Pharmacological consequences of adaptive evolution of the alpha9alpha10 nAChR.?

MARCELO MOGLIE; MARCELA LIPOVSEK; HOWARD MOSKOWITZ; PAUL ALBERT FUCHS; ANA BELÉN ELGOYHEN

Huerta Grande, Córdoba

Congreso; XXVIII Congreso Anual de la Sociedad Argentina de Investigación en Neurociencia; 2013

Sociedad Argentina de Investigación en Neurociencia

The α9 and α10 nicotinic acetylcholine receptor (nAChR) subunits form the receptor that mediates efferent inhibition of vertebrate cochlear hair cells. A phylogenetic analysis of the genes coding for each subunit showed signatures of positive selection only for the mammalian α10 subunits (Franchini & Elgoyhen, 2006). Here, we assayed the functional consequences of the acquisition of non-synonymous substitutions in 10 by comparing the pharmacology of recombinant chicken and rat receptors heterologuosly expressed in Xenopus Laevis oocytes.

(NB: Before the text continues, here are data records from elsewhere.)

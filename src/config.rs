use std::path::PathBuf;

/// Startup settings. Fixed at compile time; nothing is read from the
/// environment or from disk.
#[derive(Debug, Clone)]
pub struct DashboardConfig {
    /// CSV source, relative to the working directory.
    pub data_path: PathBuf,
    pub window_title: String,
    pub window_size: [f32; 2],
    pub min_window_size: [f32; 2],
    /// Height of the bar and scatter charts.
    pub chart_height: f32,
    /// Diameter of the pie chart.
    pub pie_size: f32,
    /// Height of the scrollable data table.
    pub table_height: f32,
    /// Height of the selected country's detail table.
    pub detail_table_height: f32,
}

impl Default for DashboardConfig {
    fn default() -> Self {
        Self {
            data_path: PathBuf::from("olympics.csv"),
            window_title: "Olympics Statistics Dashboard".to_string(),
            window_size: [1280.0, 900.0],
            min_window_size: [720.0, 480.0],
            chart_height: 400.0,
            pie_size: 360.0,
            table_height: 260.0,
            detail_table_height: 160.0,
        }
    }
}
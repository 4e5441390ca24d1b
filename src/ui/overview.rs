use eframe::egui::{self, RichText, Ui};
use egui_extras::{Column, TableBuilder};

use crate::format;
use crate::state::{AppState, DashboardEvent};

// ---------------------------------------------------------------------------
// Overview metrics
// ---------------------------------------------------------------------------

pub fn metrics(ui: &mut Ui, state: &AppState) {
    let summary = &state.view.summary;
    ui.columns(3, |cols| {
        metric(&mut cols[0], "Total Medals", summary.total_medals.to_string());
        metric(&mut cols[1], "Average GDP", format::gdp_billions(summary.avg_gdp));
        metric(
            &mut cols[2],
            "Average Population",
            format::population_millions(summary.avg_population),
        );
    });
}

fn metric(ui: &mut Ui, label: &str, value: String) {
    ui.group(|ui: &mut Ui| {
        ui.set_min_width(ui.available_width());
        ui.label(RichText::new(label).weak());
        ui.label(RichText::new(value).size(26.0).strong());
    });
}

// ---------------------------------------------------------------------------
// Record tables
// ---------------------------------------------------------------------------

/// Table of the given record indices with every column of the file.
pub fn records_table(ui: &mut Ui, id: &str, state: &AppState, rows: &[usize], max_height: f32) {
    let dataset = &state.dataset;
    if rows.is_empty() {
        ui.label(RichText::new("No matching rows.").weak());
        return;
    }

    let mut headers = vec!["country", "region", "gdp", "population", "total"];
    headers.extend(dataset.extra_columns.iter().map(String::as_str));

    ui.push_id(id, |ui: &mut Ui| {
        TableBuilder::new(ui)
            .striped(true)
            .resizable(true)
            .cell_layout(egui::Layout::left_to_right(egui::Align::Center))
            .columns(Column::auto().at_least(70.0), headers.len())
            .min_scrolled_height(0.0)
            .max_scroll_height(max_height)
            .header(20.0, |mut header| {
                for name in &headers {
                    header.col(|ui| {
                        ui.strong(*name);
                    });
                }
            })
            .body(|body| {
                body.rows(18.0, rows.len(), |mut row| {
                    let record = &dataset.records[rows[row.index()]];
                    row.col(|ui| {
                        ui.label(&record.country);
                    });
                    row.col(|ui| {
                        ui.label(RichText::new(&record.region).color(state.colors.color_for(&record.region)));
                    });
                    row.col(|ui| {
                        ui.label(format::cell(record.gdp));
                    });
                    row.col(|ui| {
                        ui.label(format::cell(record.population));
                    });
                    row.col(|ui| {
                        ui.label(record.total.to_string());
                    });
                    for value in &record.extra {
                        row.col(|ui| {
                            ui.label(value);
                        });
                    }
                });
            });
    });
}

// ---------------------------------------------------------------------------
// Detail lookup
// ---------------------------------------------------------------------------

pub fn country_details(
    ui: &mut Ui,
    state: &AppState,
    max_height: f32,
    events: &mut Vec<DashboardEvent>,
) {
    let view = &state.view;
    let selected = view.selected_country.as_deref().unwrap_or("—");

    ui.horizontal(|ui: &mut Ui| {
        ui.label("Select a Country:");
        egui::ComboBox::from_id_salt("country_select")
            .selected_text(selected)
            .show_ui(ui, |ui: &mut Ui| {
                for country in &view.country_options {
                    let is_selected = view.selected_country.as_ref() == Some(country);
                    if ui.selectable_label(is_selected, country).clicked() && !is_selected {
                        events.push(DashboardEvent::SelectCountry(country.clone()));
                    }
                }
            });
    });

    records_table(ui, "detail_table", state, &view.detail_indices, max_height);
}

Cholinergic agonists such as Choline (Ch) and DMPP showed higher efficacy on chicken α9α10 receptors (Ch:88±6%;n=6, DMPP:32±3%;n=5) compared to rat α9α10 nAChRs (Ch:37±2%;n=10, DMPP:0,6±0,3%;n=6). Moreover, responses to Ch were 72±3% (n=3) of the maximal response to Ach in chicken hair cells chicken. Finally, the heterologous expression of hybrid interspecies receptors revealed that the efficacy of Ch is mainly determined by α10 subunits (Rα9Cα10: 87±3%; n=5, Cα9Rα10: 57±4%; n=2). Taken together, these results suggest that the aminoacid changes that accumulated on mammalian α10 subunits resulted in the pharmacological differences observed. Most importantly, we propose that the efficacy of choline (the main synaptic metabolite of ACh) to elicit a response may lay behind the selection pressure that shaped mammalian α10 subunits.